Indeed, choosing a credit card, buying a home, or saving for retirement requires real financial savvy. To help elevate the financial literacy of consumers in this country, we have recently launched the “Ask CFPB” tool on our website, consumerfinance.gov, featuring hundreds of questions and answers that inform consumers about various financial products and services. You can help us by suggesting additional questions that you believe are worth answering, or by asking about answers you do not understand; either way, give us your feedback so we can improve our tool.
But we also know that many useful approaches to financial education can already be found in other places, and we have no desire to try to reinvent any wheel that is already round enough. When I was a local treasurer in Ohio, we discovered the FDIC’s “Money Smart” curriculum, and we worked with them to train people who trained others to use that excellent resource. Rather than redoing that work, at the Consumer Bureau, we are focused on the insight that there are two ways to close the gap between consumers and the portfolio of financial decisions they must be able to make. One way is to better inform consumers; another way is to bring more transparency and accountability to the financial markets. If we can bring financial decisions down to a level where they are more accessible, by making choices clearer, then we close the gap. You should not need a law degree to read a bank or credit card contract. As Einstein once said, “If you can’t explain it simply, then you don’t understand it well enough.” We are advocating for greater transparency in the financial markets not to dumb things down, but to take overly complex information and make it reasonably accessible to normal human beings, so that they can make the choices that are right for them.
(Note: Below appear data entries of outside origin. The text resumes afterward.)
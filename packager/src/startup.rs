//! Startup-command file generation.
//!
//! The hosting platform reads this file after a deployment to learn how to
//! launch the application: a gunicorn process manager running uvicorn workers.

use crate::{PackagerError, PackagerResult};
use serde::{Deserialize, Serialize};
use std::path::{Path, PathBuf};
use tracing::info;

/// Process-manager invocation written into the startup file
#[derive(Debug, Clone, PartialEq, Eq, Serialize, Deserialize)]
#[serde(default)]
pub struct StartupCommand {
    pub process_manager: String,
    pub workers: u32,
    pub worker_class: String,
    pub timeout_secs: u64,
    pub graceful_timeout_secs: u64,
    /// `host:port` the workers listen on
    pub bind: String,
    /// `module:attribute` of the ASGI application
    pub entry_point: String,
}

impl Default for StartupCommand {
    fn default() -> Self {
        Self {
            process_manager: "gunicorn".to_string(),
            workers: 4,
            worker_class: "uvicorn.workers.UvicornWorker".to_string(),
            timeout_secs: 600,
            graceful_timeout_secs: 600,
            bind: "0.0.0.0:8000".to_string(),
            entry_point: "main:app".to_string(),
        }
    }
}

impl StartupCommand {
    pub fn new() -> Self {
        Self::default()
    }

    pub fn with_bind(mut self, bind: impl Into<String>) -> Self {
        self.bind = bind.into();
        self
    }

    pub fn with_workers(mut self, workers: u32) -> Self {
        self.workers = workers;
        self
    }

    pub fn with_timeout(mut self, timeout_secs: u64) -> Self {
        self.timeout_secs = timeout_secs;
        self
    }

    pub fn with_entry_point(mut self, entry_point: impl Into<String>) -> Self {
        self.entry_point = entry_point.into();
        self
    }

    pub fn validate(&self) -> Result<(), String> {
        if self.process_manager.trim().is_empty() {
            return Err("Process manager cannot be empty".to_string());
        }

        if self.worker_class.trim().is_empty() {
            return Err("Worker class cannot be empty".to_string());
        }

        if self.workers == 0 {
            return Err("Workers must be greater than 0".to_string());
        }

        if self.timeout_secs == 0 || self.graceful_timeout_secs == 0 {
            return Err("Timeouts must be greater than 0".to_string());
        }

        match self.bind.rsplit_once(':') {
            Some((host, port)) if !host.is_empty() => match port.parse::<u16>() {
                Ok(p) if p > 0 => {}
                _ => return Err(format!("Invalid port in bind address '{}'", self.bind)),
            },
            _ => return Err(format!("Bind address '{}' must be host:port", self.bind)),
        }

        match self.entry_point.split_once(':') {
            Some((module, attr)) if !module.is_empty() && !attr.is_empty() => Ok(()),
            _ => Err(format!(
                "Entry point '{}' must be module:attribute",
                self.entry_point
            )),
        }
    }

    /// The single command line the platform executes
    pub fn render(&self) -> String {
        format!(
            "{} --workers {} --worker-class {} --timeout {} --graceful-timeout {} --bind {} {}",
            self.process_manager,
            self.workers,
            self.worker_class,
            self.timeout_secs,
            self.graceful_timeout_secs,
            self.bind,
            self.entry_point
        )
    }

    /// Write the rendered command to `dir/file_name`, replacing any previous file
    pub fn write_to(&self, dir: &Path, file_name: &str) -> PackagerResult<PathBuf> {
        self.validate().map_err(PackagerError::InvalidConfig)?;

        let path = dir.join(file_name);
        std::fs::write(&path, format!("{}\n", self.render()))?;

        info!("Wrote startup command to {}", path.display());
        Ok(path)
    }
}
At the Consumer Bureau, we are doing this with our signature “Know Before You Owe” project to simplify and streamline the application forms and closing documents for mortgages. We also are showing how this can be done with our model credit card contract. On student loans, we first produced a model “Financial Aid Shopping Sheet” for students and then followed up with our “Financial Aid Comparison Shopper,” an online tool that can be used to estimate the costs of higher education and related debt burdens by evaluating schools side by side. In each instance, greater transparency makes comparison and decision-making easier for consumers.
We also understand that sometimes people need special help. At the Consumer Bureau, we now operate a complaint system on our website and through a hotline. You can send us a complaint about your mortgage, credit card, bank account, car loan, or student loan. Our consumer response specialists will follow up on your concerns and seek to get them resolved.
Our goal is to give people the confidence and the peace of mind that the financial world is not booby-trapped with pitfalls that can ruin their lives. We want to make decisions more accessible to people, and we want them to be better informed about how to make those decisions. By bringing closer together what the financial world demands and what actual consumers understand, we will bolster financial capability in this country.